### EXERCISE PROMPT
Give the entries again in full. Nothing may be altered.

### DATA SUPPLIED
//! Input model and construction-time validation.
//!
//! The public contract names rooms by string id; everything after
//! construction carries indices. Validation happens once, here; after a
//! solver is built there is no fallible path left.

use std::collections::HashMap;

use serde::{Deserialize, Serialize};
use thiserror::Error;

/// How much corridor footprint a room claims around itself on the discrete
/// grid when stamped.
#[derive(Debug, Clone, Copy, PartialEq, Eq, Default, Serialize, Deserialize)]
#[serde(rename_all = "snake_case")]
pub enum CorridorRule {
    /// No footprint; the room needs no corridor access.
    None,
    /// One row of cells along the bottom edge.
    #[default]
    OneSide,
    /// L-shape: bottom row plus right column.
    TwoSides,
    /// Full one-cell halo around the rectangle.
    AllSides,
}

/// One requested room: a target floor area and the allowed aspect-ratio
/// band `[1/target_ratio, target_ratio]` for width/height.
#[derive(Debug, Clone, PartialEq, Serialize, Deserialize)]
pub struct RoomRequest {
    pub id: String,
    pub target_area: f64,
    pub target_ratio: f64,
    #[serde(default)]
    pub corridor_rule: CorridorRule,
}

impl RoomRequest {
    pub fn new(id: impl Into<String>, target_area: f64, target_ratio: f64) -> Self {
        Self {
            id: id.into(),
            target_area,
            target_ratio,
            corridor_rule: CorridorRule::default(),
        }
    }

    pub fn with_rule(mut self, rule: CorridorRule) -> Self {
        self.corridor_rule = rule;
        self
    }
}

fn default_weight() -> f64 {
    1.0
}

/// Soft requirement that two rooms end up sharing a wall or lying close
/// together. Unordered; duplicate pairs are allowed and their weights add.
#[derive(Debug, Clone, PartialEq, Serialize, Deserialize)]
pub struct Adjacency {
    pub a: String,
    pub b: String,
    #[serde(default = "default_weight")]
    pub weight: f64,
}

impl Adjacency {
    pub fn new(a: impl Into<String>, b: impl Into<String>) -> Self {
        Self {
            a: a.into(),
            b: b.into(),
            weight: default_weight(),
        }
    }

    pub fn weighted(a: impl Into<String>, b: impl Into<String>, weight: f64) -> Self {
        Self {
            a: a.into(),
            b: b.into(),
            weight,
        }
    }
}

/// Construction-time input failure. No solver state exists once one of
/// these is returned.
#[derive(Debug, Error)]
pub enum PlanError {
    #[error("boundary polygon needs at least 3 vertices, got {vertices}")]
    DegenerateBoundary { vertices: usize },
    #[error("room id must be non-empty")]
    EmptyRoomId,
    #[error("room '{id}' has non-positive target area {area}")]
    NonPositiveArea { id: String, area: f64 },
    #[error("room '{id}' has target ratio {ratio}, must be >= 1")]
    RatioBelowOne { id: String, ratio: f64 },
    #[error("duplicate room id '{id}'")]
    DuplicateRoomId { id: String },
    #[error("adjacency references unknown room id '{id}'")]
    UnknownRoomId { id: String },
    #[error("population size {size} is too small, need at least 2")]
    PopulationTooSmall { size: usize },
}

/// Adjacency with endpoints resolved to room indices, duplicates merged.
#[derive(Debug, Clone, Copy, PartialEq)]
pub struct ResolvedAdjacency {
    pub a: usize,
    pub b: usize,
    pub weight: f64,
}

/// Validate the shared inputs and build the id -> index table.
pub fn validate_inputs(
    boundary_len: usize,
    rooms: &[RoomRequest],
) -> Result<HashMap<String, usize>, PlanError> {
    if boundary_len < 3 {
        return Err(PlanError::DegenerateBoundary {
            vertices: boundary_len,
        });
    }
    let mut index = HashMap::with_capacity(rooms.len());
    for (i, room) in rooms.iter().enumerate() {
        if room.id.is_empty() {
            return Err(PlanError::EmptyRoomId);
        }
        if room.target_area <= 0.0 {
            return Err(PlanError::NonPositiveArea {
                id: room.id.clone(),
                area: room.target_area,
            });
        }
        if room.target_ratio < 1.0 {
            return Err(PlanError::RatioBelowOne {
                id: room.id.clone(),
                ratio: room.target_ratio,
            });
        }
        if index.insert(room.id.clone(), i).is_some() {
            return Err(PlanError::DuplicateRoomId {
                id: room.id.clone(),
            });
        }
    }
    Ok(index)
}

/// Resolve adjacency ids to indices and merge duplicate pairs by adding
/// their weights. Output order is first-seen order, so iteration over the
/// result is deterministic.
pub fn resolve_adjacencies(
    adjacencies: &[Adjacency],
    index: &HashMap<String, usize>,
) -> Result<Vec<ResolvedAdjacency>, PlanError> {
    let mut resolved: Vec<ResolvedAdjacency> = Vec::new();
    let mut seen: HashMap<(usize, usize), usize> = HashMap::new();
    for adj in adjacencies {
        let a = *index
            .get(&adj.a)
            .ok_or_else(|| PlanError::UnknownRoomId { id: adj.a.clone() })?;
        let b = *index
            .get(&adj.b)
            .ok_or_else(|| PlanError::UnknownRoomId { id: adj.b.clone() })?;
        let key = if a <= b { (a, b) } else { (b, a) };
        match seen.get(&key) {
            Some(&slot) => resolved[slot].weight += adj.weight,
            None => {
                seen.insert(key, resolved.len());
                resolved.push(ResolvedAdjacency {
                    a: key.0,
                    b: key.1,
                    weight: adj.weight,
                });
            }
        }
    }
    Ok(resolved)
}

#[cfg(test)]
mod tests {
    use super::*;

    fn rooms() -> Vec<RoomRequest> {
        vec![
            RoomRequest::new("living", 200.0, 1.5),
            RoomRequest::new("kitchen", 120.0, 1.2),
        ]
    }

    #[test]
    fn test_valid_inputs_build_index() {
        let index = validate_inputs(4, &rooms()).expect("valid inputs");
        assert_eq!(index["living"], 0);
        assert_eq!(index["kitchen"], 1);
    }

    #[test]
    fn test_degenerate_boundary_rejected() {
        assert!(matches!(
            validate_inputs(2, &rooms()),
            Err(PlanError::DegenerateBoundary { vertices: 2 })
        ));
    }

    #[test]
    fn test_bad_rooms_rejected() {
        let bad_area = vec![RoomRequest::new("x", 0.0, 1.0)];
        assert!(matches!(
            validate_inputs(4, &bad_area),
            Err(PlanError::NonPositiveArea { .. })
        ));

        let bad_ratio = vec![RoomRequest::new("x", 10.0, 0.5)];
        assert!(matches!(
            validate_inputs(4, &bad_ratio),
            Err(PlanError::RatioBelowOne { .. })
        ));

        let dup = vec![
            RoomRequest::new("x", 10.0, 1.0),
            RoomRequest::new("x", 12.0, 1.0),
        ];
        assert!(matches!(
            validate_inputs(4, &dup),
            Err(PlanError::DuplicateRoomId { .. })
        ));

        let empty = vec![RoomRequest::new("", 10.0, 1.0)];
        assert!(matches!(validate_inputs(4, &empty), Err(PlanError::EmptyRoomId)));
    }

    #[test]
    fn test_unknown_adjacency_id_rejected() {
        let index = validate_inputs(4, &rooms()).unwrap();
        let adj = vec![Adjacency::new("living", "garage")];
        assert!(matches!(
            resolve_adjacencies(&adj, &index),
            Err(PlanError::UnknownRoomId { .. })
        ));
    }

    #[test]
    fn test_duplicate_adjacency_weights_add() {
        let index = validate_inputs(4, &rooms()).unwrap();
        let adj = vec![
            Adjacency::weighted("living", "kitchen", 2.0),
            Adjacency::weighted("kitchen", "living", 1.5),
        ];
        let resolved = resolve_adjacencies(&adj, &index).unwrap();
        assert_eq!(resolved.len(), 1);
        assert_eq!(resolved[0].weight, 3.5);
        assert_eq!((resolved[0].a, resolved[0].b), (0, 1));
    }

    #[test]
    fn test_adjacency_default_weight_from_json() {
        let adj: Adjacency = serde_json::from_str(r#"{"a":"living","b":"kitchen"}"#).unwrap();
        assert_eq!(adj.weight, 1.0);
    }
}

### YOUR SOLUTION
//! Input model and construction-time validation.
//!
//! The public contract names rooms by string id; everything after
//! construction carries indices. Validation happens once, here; after a
//! solver is built there is no fallible path left.

use std::collections::HashMap;

use serde::{Deserialize, Serialize};
use thiserror::Error;

/// How much corridor footprint a room claims around itself on the discrete
/// grid when stamped.
#[derive(Debug, Clone, Copy, PartialEq, Eq, Default, Serialize, Deserialize)]
#[serde(rename_all = "snake_case")]
pub enum CorridorRule {
    /// No footprint; the room needs no corridor access.
    None,
    /// One row of cells along the bottom edge.
    #[default]
    OneSide,
    /// L-shape: bottom row plus right column.
    TwoSides,
    /// Full one-cell halo around the rectangle.
    AllSides,
}

/// One requested room: a target floor area and the allowed aspect-ratio
/// band `[1/target_ratio, target_ratio]` for width/height.
#[derive(Debug, Clone, PartialEq, Serialize, Deserialize)]
pub struct RoomRequest {
    pub id: String,
    pub target_area: f64,
    pub target_ratio: f64,
    #[serde(default)]
    pub corridor_rule: CorridorRule,
}

impl RoomRequest {
    pub fn new(id: impl Into<String>, target_area: f64, target_ratio: f64) -> Self {
        Self {
            id: id.into(),
            target_area,
            target_ratio,
            corridor_rule: CorridorRule::default(),
        }
    }

    pub fn with_rule(mut self, rule: CorridorRule) -> Self {
        self.corridor_rule = rule;
        self
    }
}

fn default_weight() -> f64 {
    1.0
}

/// Soft requirement that two rooms end up sharing a wall or lying close
/// together. Unordered; duplicate pairs are allowed and their weights add.
#[derive(Debug, Clone, PartialEq, Serialize, Deserialize)]
pub struct Adjacency {
    pub a: String,
    pub b: String,
    #[serde(default = "default_weight")]
    pub weight: f64,
}

impl Adjacency {
    pub fn new(a: impl Into<String>, b: impl Into<String>) -> Self {
        Self {
            a: a.into(),
            b: b.into(),
            weight: default_weight(),
        }
    }

    pub fn weighted(a: impl Into<String>, b: impl Into<String>, weight: f64) -> Self {
        Self {
            a: a.into(),
            b: b.into(),
            weight,
        }
    }
}

/// Construction-time input failure. No solver state exists once one of
/// these is returned.
#[derive(Debug, Error)]
pub enum PlanError {
    #[error("boundary polygon needs at least 3 vertices, got {vertices}")]
    DegenerateBoundary { vertices: usize },
    #[error("room id must be non-empty")]
    EmptyRoomId,
    #[error("room '{id}' has non-positive target area {area}")]
    NonPositiveArea { id: String, area: f64 },
    #[error("room '{id}' has target ratio {ratio}, must be >= 1")]
    RatioBelowOne { id: String, ratio: f64 },
    #[error("duplicate room id '{id}'")]
    DuplicateRoomId { id: String },
    #[error("adjacency references unknown room id '{id}'")]
    UnknownRoomId { id: String },
    #[error("population size {size} is too small, need at least 2")]
    PopulationTooSmall { size: usize },
}

/// Adjacency with endpoints resolved to room indices, duplicates merged.
#[derive(Debug, Clone, Copy, PartialEq)]
pub struct ResolvedAdjacency {
    pub a: usize,
    pub b: usize,
    pub weight: f64,
}

/// Validate the shared inputs and build the id -> index table.
pub fn validate_inputs(
    boundary_len: usize,
    rooms: &[RoomRequest],
) -> Result<HashMap<String, usize>, PlanError> {
    if boundary_len < 3 {
        return Err(PlanError::DegenerateBoundary {
            vertices: boundary_len,
        });
    }
    let mut index = HashMap::with_capacity(rooms.len());
    for (i, room) in rooms.iter().enumerate() {
        if room.id.is_empty() {
            return Err(PlanError::EmptyRoomId);
        }
        if room.target_area <= 0.0 {
            return Err(PlanError::NonPositiveArea {
                id: room.id.clone(),
                area: room.target_area,
            });
        }
        if room.target_ratio < 1.0 {
            return Err(PlanError::RatioBelowOne {
                id: room.id.clone(),
                ratio: room.target_ratio,
            });
        }
        if index.insert(room.id.clone(), i).is_some() {
            return Err(PlanError::DuplicateRoomId {
                id: room.id.clone(),
            });
        }
    }
    Ok(index)
}

/// Resolve adjacency ids to indices and merge duplicate pairs by adding
/// their weights. Output order is first-seen order, so iteration over the
/// result is deterministic.
pub fn resolve_adjacencies(
    adjacencies: &[Adjacency],
    index: &HashMap<String, usize>,
) -> Result<Vec<ResolvedAdjacency>, PlanError> {
    let mut resolved: Vec<ResolvedAdjacency> = Vec::new();
    let mut seen: HashMap<(usize, usize), usize> = HashMap::new();
    for adj in adjacencies {
        let a = *index
            .get(&adj.a)
            .ok_or_else(|| PlanError::UnknownRoomId { id: adj.a.clone() })?;
        let b = *index
            .get(&adj.b)
            .ok_or_else(|| PlanError::UnknownRoomId { id: adj.b.clone() })?;
        let key = if a <= b { (a, b) } else { (b, a) };
        match seen.get(&key) {
            Some(&slot) => resolved[slot].weight += adj.weight,
            None => {
                seen.insert(key, resolved.len());
                resolved.push(ResolvedAdjacency {
                    a: key.0,
                    b: key.1,
                    weight: adj.weight,
                });
            }
        }
    }
    Ok(resolved)
}

#[cfg(test)]
mod tests {
    use super::*;

    fn rooms() -> Vec<RoomRequest> {
        vec![
            RoomRequest::new("living", 200.0, 1.5),
            RoomRequest::new("kitchen", 120.0, 1.2),
        ]
    }

    #[test]
    fn test_valid_inputs_build_index() {
        let index = validate_inputs(4, &rooms()).expect("valid inputs");
        assert_eq!(index["living"], 0);
        assert_eq!(index["kitchen"], 1);
    }

    #[test]
    fn test_degenerate_boundary_rejected() {
        assert!(matches!(
            validate_inputs(2, &rooms()),
            Err(PlanError::DegenerateBoundary { vertices: 2 })
        ));
    }

    #[test]
    fn test_bad_rooms_rejected() {
        let bad_area = vec![RoomRequest::new("x", 0.0, 1.0)];
        assert!(matches!(
            validate_inputs(4, &bad_area),
            Err(PlanError::NonPositiveArea { .. })
        ));

        let bad_ratio = vec![RoomRequest::new("x", 10.0, 0.5)];
        assert!(matches!(
            validate_inputs(4, &bad_ratio),
            Err(PlanError::RatioBelowOne { .. })
        ));

        let dup = vec![
            RoomRequest::new("x", 10.0, 1.0),
            RoomRequest::new("x", 12.0, 1.0),
        ];
        assert!(matches!(
            validate_inputs(4, &dup),
            Err(PlanError::DuplicateRoomId { .. })
        ));

        let empty = vec![RoomRequest::new("", 10.0, 1.0)];
        assert!(matches!(validate_inputs(4, &empty), Err(PlanError::EmptyRoomId)));
    }

    #[test]
    fn test_unknown_adjacency_id_rejected() {
        let index = validate_inputs(4, &rooms()).unwrap();
        let adj = vec![Adjacency::new("living", "garage")];
        assert!(matches!(
            resolve_adjacencies(&adj, &index),
            Err(PlanError::UnknownRoomId { .. })
        ));
    }

    #[test]
    fn test_duplicate_adjacency_weights_add() {
        let index = validate_inputs(4, &rooms()).unwrap();
        let adj = vec![
            Adjacency::weighted("living", "kitchen", 2.0),
            Adjacency::weighted("kitchen", "living", 1.5),
        ];
        let resolved = resolve_adjacencies(&adj, &index).unwrap();
        assert_eq!(resolved.len(), 1);
        assert_eq!(resolved[0].weight, 3.5);
        assert_eq!((resolved[0].a, resolved[0].b), (0, 1));
    }

    #[test]
    fn test_adjacency_default_weight_from_json() {
        let adj: Adjacency = serde_json::from_str(r#"{"a":"living","b":"kitchen"}"#).unwrap();
        assert_eq!(adj.weight, 1.0);
    }
}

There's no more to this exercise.